Salió el sol por encima de Madrid. La luz se derramó de un modo mágico por la tierra; las piedras, los árboles, los tejados del pueblo, las torres, todo enrojeció y fue dorándose poco a poco.

El cielo azul se limpió de nubes; el Guadarrama se despejó de nieblas; un pálido rubor tiñó sus cimas blancas, nevadas, de un color de rosa ideal. En los desmontes, algún rayo de sol vivo y fuerte, al caer sobre la arena, parecía derretirla e incendiarla.

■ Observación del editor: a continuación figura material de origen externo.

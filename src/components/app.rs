use std::rc::Rc;
use wasm_bindgen::JsCast;
use wasm_bindgen::closure::Closure;
use yew::prelude::*;

use super::{carousel::Carousel, modal::StoryModal, pagination::Pagination};
use crate::config::CarouselConfig;
use crate::model::{Slide, StoryAction, StoryState};
use crate::state::Scheduled;

#[derive(Properties, PartialEq, Clone)]
pub struct AppProps {
    pub slides: Rc<Vec<Slide>>,
    pub config: Rc<CarouselConfig>,
}

// Superseded timers are not cleared: they fire with a stale token, which the
// reducer ignores, and the one-shot closure frees itself.
fn arm(step: Scheduled, dispatcher: UseReducerDispatcher<StoryState>) {
    let Some(window) = web_sys::window() else {
        return;
    };
    let fire = Closure::once_into_js(move || dispatcher.dispatch(StoryAction::Fire(step.token)));
    if window
        .set_timeout_with_callback_and_timeout_and_arguments_0(
            fire.unchecked_ref(),
            step.delay_ms as i32,
        )
        .is_err()
    {
        log::warn!("story: could not schedule {:?}", step.task);
    }
}

#[function_component(App)]
pub fn app(props: &AppProps) -> Html {
    let story = {
        let slides = props.slides.clone();
        let config = props.config.clone();
        use_reducer(move || StoryState::new(slides, config))
    };

    {
        let dispatcher = story.dispatcher();
        use_effect_with(story.timeline.pending(), move |pending| {
            if let Some(step) = *pending {
                arm(step, dispatcher);
            }
            || ()
        });
    }

    let on_select = {
        let dispatcher = story.dispatcher();
        Callback::from(move |index: usize| dispatcher.dispatch(StoryAction::GoTo(index)))
    };

    html! {<div class="story">
        <Carousel story={story.clone()} />
        <Pagination total={story.slides.len()} current={story.carousel.current} {on_select} />
        <StoryModal story={story.clone()} />
    </div>}
}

Se metieron los anarquistas por una zanja y salieron al paseo de Areneros y siguieron adelante, hasta desembocar en la calle de Rosales.

El paisaje desde ella era espléndido. Sobre las orillas del río se extendía una niebla larga y blanca; los árboles de la Casa de Campo, enrojecidos por el otoño, formaban masas espesas de ocre y de azafrán; algunos chopos altos y amarillos, de color de cobre, heridos por el sol, se destacaban con sus copas puntiagudas entre el follaje verde oscuro de los pinos; las sierras lejanas se iban orlando con la claridad del día, y el cielo azul, con algunas nubes blancas, clareaba rápidamente... Se despidieron al llegar a la calle de Ferraz.

-Hay algo de loco en todos ellos -se dijo Manuel-. Habrá que separarse de esta gente.